No.  Really, I think they'd be adorable as kindle bags. But then I've always been weird and age appropriate is not in my vocabulary, so don't go by me.  

I think the K might fit once inside some of the breeds (that sounded a little creepy) but the opening was too small (I think) as the zipper length is limited to the length of the body, excluding the head.  Again, the design may have changed and that may not an issue.  If anyone does order one, I'd certainly be interested in hearing if it works for their K.

TY for posting the pom link.  I think it was the cutest one of all.  (Naturally)  

Off to check out the latest link above.


----------



## dharts (Feb 15, 2011)

Oh, good, Manou.

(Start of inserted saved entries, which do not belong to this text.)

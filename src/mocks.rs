//! In-memory fakes for examples and testing
//!
//! A chain client, a connector and a bridge API that behave like the real
//! ones without any network access. State is public so tests can arrange
//! balances and inspect submissions.

use std::collections::{HashMap, HashSet, VecDeque};
use std::sync::atomic::{AtomicU64, Ordering};
use std::sync::{Arc, Mutex, MutexGuard, PoisonError};
use std::time::Duration;

use async_trait::async_trait;
use bridge_types::{
	Address, BridgeApi, BridgeApiError, BridgeApiResult, BridgeRoute, ChainClient,
	ChainConnector, ChainDescriptor, ChainError, ChainResult, DepositCall, DepositLimits,
	DepositStatus, FeeRequest, FillStatus, RelayQuote, TransactionOutcome, TxHash, U256,
};
use url::Url;

/// Signer address used by fakes unless overridden
pub const FAKE_SIGNER: Address = Address::repeat_byte(0x5a);

/// SpokePool address returned by [`sample_relay_quote`]
pub const FAKE_SPOKE_POOL: Address = Address::repeat_byte(0x5b);

fn lock<T>(mutex: &Mutex<T>) -> MutexGuard<'_, T> {
	mutex.lock().unwrap_or_else(PoisonError::into_inner)
}

/// A transaction broadcast through a [`FakeChainClient`]
#[derive(Debug, Clone, PartialEq, Eq)]
pub enum FakeSubmission {
	Approval {
		tx_hash: TxHash,
		token: Address,
		spender: Address,
		amount: U256,
	},
	Deposit { tx_hash: TxHash, call: DepositCall },
}

impl FakeSubmission {
	pub fn tx_hash(&self) -> TxHash {
		match self {
			FakeSubmission::Approval { tx_hash, .. } | FakeSubmission::Deposit { tx_hash, .. } => {
				*tx_hash
			},
		}
	}

	pub fn is_approval(&self) -> bool {
		matches!(self, FakeSubmission::Approval { .. })
	}
}

/// Mutable chain state behind a [`FakeChainClient`]
#[derive(Debug, Clone)]
pub struct FakeChainState {
	pub block_number: u64,
	pub native_balance: U256,
	pub token_balances: HashMap<Address, U256>,
	/// Keyed by `(token, spender)`
	pub allowances: HashMap<(Address, Address), U256>,
	pub gas_price: u128,
	pub approval_gas: u64,
	pub deposit_gas: u64,
	/// Returned by every read while set
	pub read_failure: Option<ChainError>,
	pub revert_approval: bool,
	pub revert_deposit: bool,
	/// Receipts never arrive
	pub withhold_receipts: bool,
	/// Balances are emptied just before each submission, which the node
	/// then rejects for lack of funds
	pub drain_before_submit: bool,
	/// Returned by submissions instead of a transaction hash
	pub submission_failure: Option<ChainError>,
	/// Submissions are recorded but the call never returns
	pub stall_submissions: bool,
	pub submissions: Vec<FakeSubmission>,
	pub shutdown: bool,
}

impl Default for FakeChainState {
	fn default() -> Self {
		Self {
			block_number: 1_000,
			native_balance: U256::ZERO,
			token_balances: HashMap::new(),
			allowances: HashMap::new(),
			gas_price: 1_000_000_000,
			approval_gas: 46_000,
			deposit_gas: 120_000,
			read_failure: None,
			revert_approval: false,
			revert_deposit: false,
			withhold_receipts: false,
			drain_before_submit: false,
			submission_failure: None,
			stall_submissions: false,
			submissions: Vec::new(),
			shutdown: false,
		}
	}
}

/// Chain client backed by [`FakeChainState`]
///
/// Deposit gas estimation reverts while the ERC-20 allowance is too low, like
/// a node simulating `depositV3` would.
#[derive(Debug)]
pub struct FakeChainClient {
	chain_id: u64,
	signer: Address,
	state: Mutex<FakeChainState>,
	nonce: AtomicU64,
}

impl FakeChainClient {
	pub fn new(chain_id: u64) -> Self {
		Self {
			chain_id,
			signer: FAKE_SIGNER,
			state: Mutex::new(FakeChainState::default()),
			nonce: AtomicU64::new(0),
		}
	}

	pub fn with_native_balance(self, balance: U256) -> Self {
		lock(&self.state).native_balance = balance;
		self
	}

	pub fn with_token_balance(self, token: Address, balance: U256) -> Self {
		lock(&self.state).token_balances.insert(token, balance);
		self
	}

	pub fn with_allowance(self, token: Address, spender: Address, amount: U256) -> Self {
		lock(&self.state).allowances.insert((token, spender), amount);
		self
	}

	/// Run `f` against the state, e.g. to change balances between calls
	pub fn update<R>(&self, f: impl FnOnce(&mut FakeChainState) -> R) -> R {
		f(&mut lock(&self.state))
	}

	pub fn state(&self) -> FakeChainState {
		lock(&self.state).clone()
	}

	pub fn submissions(&self) -> Vec<FakeSubmission> {
		lock(&self.state).submissions.clone()
	}

	fn check_reads(&self) -> ChainResult<()> {
		match &lock(&self.state).read_failure {
			Some(e) => Err(e.clone()),
			None => Ok(()),
		}
	}

	/// Fail the submission the way a node would, before anything is recorded
	fn check_submission(&self, state: &mut FakeChainState) -> ChainResult<()> {
		if state.drain_before_submit {
			state.native_balance = U256::ZERO;
			state.token_balances.values_mut().for_each(|b| *b = U256::ZERO);
			return Err(ChainError::Rejected {
				chain_id: self.chain_id,
				code: -32000,
				message: "insufficient funds for gas * price + value".to_string(),
			});
		}
		match &state.submission_failure {
			Some(e) => Err(e.clone()),
			None => Ok(()),
		}
	}

	async fn stall_if_requested(&self) {
		let stall = lock(&self.state).stall_submissions;
		if stall {
			std::future::pending::<()>().await;
		}
	}

	fn next_tx_hash(&self) -> TxHash {
		let n = self.nonce.fetch_add(1, Ordering::SeqCst) + 1;
		let mut bytes = [0u8; 32];
		bytes[..8].copy_from_slice(&self.chain_id.to_be_bytes());
		bytes[24..].copy_from_slice(&n.to_be_bytes());
		TxHash::from(bytes)
	}
}

#[async_trait]
impl ChainClient for FakeChainClient {
	fn chain_id(&self) -> u64 {
		self.chain_id
	}

	fn signer_address(&self) -> Address {
		self.signer
	}

	async fn block_number(&self) -> ChainResult<u64> {
		self.check_reads()?;
		Ok(lock(&self.state).block_number)
	}

	async fn native_balance(&self, _owner: Address) -> ChainResult<U256> {
		self.check_reads()?;
		Ok(lock(&self.state).native_balance)
	}

	async fn token_balance(&self, token: Address, _owner: Address) -> ChainResult<U256> {
		self.check_reads()?;
		Ok(lock(&self.state)
			.token_balances
			.get(&token)
			.copied()
			.unwrap_or_default())
	}

	async fn allowance(
		&self,
		token: Address,
		_owner: Address,
		spender: Address,
	) -> ChainResult<U256> {
		self.check_reads()?;
		Ok(lock(&self.state)
			.allowances
			.get(&(token, spender))
			.copied()
			.unwrap_or_default())
	}

	async fn gas_price(&self) -> ChainResult<u128> {
		self.check_reads()?;
		Ok(lock(&self.state).gas_price)
	}

	async fn estimate_approval_gas(
		&self,
		_token: Address,
		_spender: Address,
		_amount: U256,
	) -> ChainResult<u64> {
		self.check_reads()?;
		Ok(lock(&self.state).approval_gas)
	}

	async fn estimate_deposit_gas(&self, deposit: &DepositCall) -> ChainResult<u64> {
		self.check_reads()?;
		let state = lock(&self.state);
		if deposit.value.is_zero() {
			let allowance = state
				.allowances
				.get(&(deposit.input_token, deposit.spoke_pool))
				.copied()
				.unwrap_or_default();
			if allowance < deposit.input_amount {
				return Err(ChainError::Reverted {
					chain_id: self.chain_id,
					tx_hash: None,
					reason: "ERC20: insufficient allowance".to_string(),
				});
			}
		}
		Ok(state.deposit_gas)
	}

	async fn submit_approval(
		&self,
		token: Address,
		spender: Address,
		amount: U256,
	) -> ChainResult<TxHash> {
		let tx_hash = self.next_tx_hash();
		{
			let mut state = lock(&self.state);
			self.check_submission(&mut state)?;
			if !state.revert_approval {
				state.allowances.insert((token, spender), amount);
			}
			state.submissions.push(FakeSubmission::Approval {
				tx_hash,
				token,
				spender,
				amount,
			});
		}
		self.stall_if_requested().await;
		Ok(tx_hash)
	}

	async fn submit_deposit(&self, deposit: &DepositCall) -> ChainResult<TxHash> {
		let tx_hash = self.next_tx_hash();
		{
			let mut state = lock(&self.state);
			self.check_submission(&mut state)?;
			state.submissions.push(FakeSubmission::Deposit {
				tx_hash,
				call: deposit.clone(),
			});
		}
		self.stall_if_requested().await;
		Ok(tx_hash)
	}

	async fn wait_for_confirmations(
		&self,
		tx_hash: TxHash,
		confirmations: u64,
		timeout: Duration,
	) -> ChainResult<TransactionOutcome> {
		let (submission, withhold, reverts, block) = {
			let mut state = lock(&self.state);
			state.block_number += confirmations.max(1);
			let submission = state
				.submissions
				.iter()
				.find(|s| s.tx_hash() == tx_hash)
				.cloned();
			let reverts = match &submission {
				Some(FakeSubmission::Approval { .. }) => state.revert_approval,
				Some(FakeSubmission::Deposit { .. }) => state.revert_deposit,
				None => false,
			};
			(submission, state.withhold_receipts, reverts, state.block_number)
		};

		if withhold {
			tokio::time::sleep(timeout).await;
			return Err(ChainError::timeout(
				self.chain_id,
				"receipt",
				u64::try_from(timeout.as_millis()).unwrap_or(u64::MAX),
			));
		}
		if submission.is_none() {
			return Err(ChainError::Decode {
				chain_id: self.chain_id,
				reason: format!("unknown transaction {tx_hash}"),
			});
		}
		Ok(TransactionOutcome {
			tx_hash,
			block_number: block,
			succeeded: !reverts,
			gas_used: 50_000,
		})
	}

	async fn shutdown(&self) {
		lock(&self.state).shutdown = true;
	}
}

/// Connector handing out shared [`FakeChainClient`]s
#[derive(Debug, Default)]
pub struct FakeConnector {
	clients: HashMap<u64, Arc<FakeChainClient>>,
	unreachable: HashSet<u64>,
	connects: AtomicU64,
}

impl FakeConnector {
	pub fn new() -> Self {
		Self::default()
	}

	pub fn with_client(mut self, client: Arc<FakeChainClient>) -> Self {
		self.clients.insert(client.chain_id, client);
		self
	}

	/// Connections to `chain_id` fail with a transport error
	pub fn with_unreachable(mut self, chain_id: u64) -> Self {
		self.unreachable.insert(chain_id);
		self
	}

	pub fn connect_count(&self) -> u64 {
		self.connects.load(Ordering::SeqCst)
	}
}

#[async_trait]
impl ChainConnector for FakeConnector {
	async fn connect(
		&self,
		chain: &ChainDescriptor,
		rpc_url: &Url,
	) -> ChainResult<Arc<dyn ChainClient>> {
		self.connects.fetch_add(1, Ordering::SeqCst);
		if self.unreachable.contains(&chain.chain_id) {
			return Err(ChainError::Transport {
				chain_id: chain.chain_id,
				reason: format!("connection refused: {rpc_url}"),
			});
		}
		match self.clients.get(&chain.chain_id) {
			Some(client) => Ok(client.clone() as Arc<dyn ChainClient>),
			None => Ok(Arc::new(FakeChainClient::new(chain.chain_id))),
		}
	}
}

/// Failure a [`FakeBridgeApi`] can be told to return
#[derive(Debug, Clone, PartialEq, Eq)]
pub enum FakeApiFailure {
	Status(u16),
	Timeout,
	RouteNotSupported,
	AmountOutOfRange,
}

impl FakeApiFailure {
	fn into_error(self, origin_chain_id: u64, destination_chain_id: u64) -> BridgeApiError {
		match self {
			FakeApiFailure::Status(status_code) => BridgeApiError::HttpStatus {
				status_code,
				reason: "injected".to_string(),
			},
			FakeApiFailure::Timeout => BridgeApiError::Timeout { timeout_ms: 10 },
			FakeApiFailure::RouteNotSupported => BridgeApiError::RouteNotSupported {
				origin_chain_id,
				destination_chain_id,
				message: "Route is not enabled".to_string(),
			},
			FakeApiFailure::AmountOutOfRange => BridgeApiError::AmountOutOfRange {
				message: "Amount exceeds max. deposit limit".to_string(),
			},
		}
	}
}

/// Mutable state behind a [`FakeBridgeApi`]
#[derive(Debug, Clone, Default)]
pub struct FakeBridgeState {
	/// `None` enables every requested route
	pub routes: Option<Vec<BridgeRoute>>,
	pub quote: Option<RelayQuote>,
	pub route_failures: VecDeque<FakeApiFailure>,
	pub fee_failures: VecDeque<FakeApiFailure>,
	/// Popped one per poll; the last entry repeats
	pub statuses: VecDeque<DepositStatus>,
	/// Status polls never return
	pub stall_status_polls: bool,
	pub route_calls: u32,
	pub fee_calls: u32,
	pub status_calls: u32,
}

/// Bridge API answering from [`FakeBridgeState`]
#[derive(Debug, Default)]
pub struct FakeBridgeApi {
	state: Mutex<FakeBridgeState>,
}

impl FakeBridgeApi {
	/// Every route enabled, quoting [`sample_relay_quote`] for any amount
	pub fn new() -> Self {
		Self::default()
	}

	pub fn with_quote(self, quote: RelayQuote) -> Self {
		lock(&self.state).quote = Some(quote);
		self
	}

	pub fn with_routes(self, routes: Vec<BridgeRoute>) -> Self {
		lock(&self.state).routes = Some(routes);
		self
	}

	pub fn with_statuses(self, statuses: impl IntoIterator<Item = FillStatus>) -> Self {
		lock(&self.state).statuses = statuses
			.into_iter()
			.map(|status| DepositStatus {
				status,
				deposit_id: Some("4242".to_string()),
				fill_tx_hash: (status == FillStatus::Filled).then(|| TxHash::repeat_byte(0xf1)),
				destination_chain_id: None,
			})
			.collect();
		self
	}

	pub fn update<R>(&self, f: impl FnOnce(&mut FakeBridgeState) -> R) -> R {
		f(&mut lock(&self.state))
	}

	pub fn state(&self) -> FakeBridgeState {
		lock(&self.state).clone()
	}
}

#[async_trait]
impl BridgeApi for FakeBridgeApi {
	async fn available_routes(
		&self,
		origin_chain_id: u64,
		destination_chain_id: u64,
		origin_token: Address,
		destination_token: Address,
	) -> BridgeApiResult<Vec<BridgeRoute>> {
		let mut state = lock(&self.state);
		state.route_calls += 1;
		if let Some(failure) = state.route_failures.pop_front() {
			return Err(failure.into_error(origin_chain_id, destination_chain_id));
		}
		let route = BridgeRoute {
			origin_chain_id,
			destination_chain_id,
			origin_token,
			destination_token,
			origin_token_symbol: String::new(),
			is_native: false,
		};
		Ok(match &state.routes {
			None => vec![route],
			Some(routes) => routes
				.iter()
				.filter(|r| {
					r.origin_chain_id == origin_chain_id
						&& r.destination_chain_id == destination_chain_id
						&& r.origin_token == origin_token
				})
				.cloned()
				.collect(),
		})
	}

	async fn suggested_fees(&self, request: &FeeRequest) -> BridgeApiResult<RelayQuote> {
		let mut state = lock(&self.state);
		state.fee_calls += 1;
		if let Some(failure) = state.fee_failures.pop_front() {
			return Err(failure.into_error(request.origin_chain_id, request.destination_chain_id));
		}
		Ok(state
			.quote
			.clone()
			.unwrap_or_else(|| sample_relay_quote(request.amount)))
	}

	async fn deposit_status(
		&self,
		_origin_chain_id: u64,
		_deposit_tx_hash: TxHash,
	) -> BridgeApiResult<DepositStatus> {
		let (stall, status) = {
			let mut state = lock(&self.state);
			state.status_calls += 1;
			let status = if state.statuses.len() > 1 {
				state.statuses.pop_front()
			} else {
				state.statuses.front().cloned()
			};
			(state.stall_status_polls, status)
		};
		if stall {
			std::future::pending::<()>().await;
		}
		Ok(status.unwrap_or_else(DepositStatus::pending))
	}
}

/// Relay quote charging 0.1% relayer fee and 0.02% LP fee on `amount`
pub fn sample_relay_quote(amount: U256) -> RelayQuote {
	let relayer_capital_fee = amount / U256::from(2_000u64);
	let relayer_gas_fee = amount / U256::from(2_000u64);
	let lp_fee = amount / U256::from(5_000u64);
	let total_relay_fee = relayer_capital_fee + relayer_gas_fee + lp_fee;
	RelayQuote {
		quote_id: Some("fake-quote".to_string()),
		total_relay_fee,
		relayer_capital_fee,
		relayer_gas_fee,
		lp_fee,
		output_amount: amount.saturating_sub(total_relay_fee),
		estimated_fill_time_seconds: 12,
		timestamp: 1_700_000_000,
		fill_deadline: 1_700_021_600,
		exclusive_relayer: Address::ZERO,
		exclusivity_deadline: 0,
		spoke_pool: FAKE_SPOKE_POOL,
		limits: DepositLimits {
			min_deposit: U256::from(1_000u64),
			max_deposit: U256::from(10u64).pow(U256::from(30u64)),
			max_deposit_instant: U256::from(10u64).pow(U256::from(24u64)),
		},
		is_amount_too_low: false,
	}
}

The aim was to tickle your funny bone. I think poms are adorable, Tangiegirl, so how could a pom purse not be cute? Age appropriate? What's that? LOL Since we don't have the English option of self expression through silly hats, we should certainly be able to have silly purses.

Okay, here's two purses I really did get, because they both have nice big pockets to hold my Kindle.

http://shop.stagestores.com/handbags-accessories/satchels-totes/need-copy-natalie-double-shoulder-44-silver-no.html?fromCategory=70 Wow, I paid less than half this price a couple of weeks ago with sale and coupon at the local store. I'm sure it will be on sale again.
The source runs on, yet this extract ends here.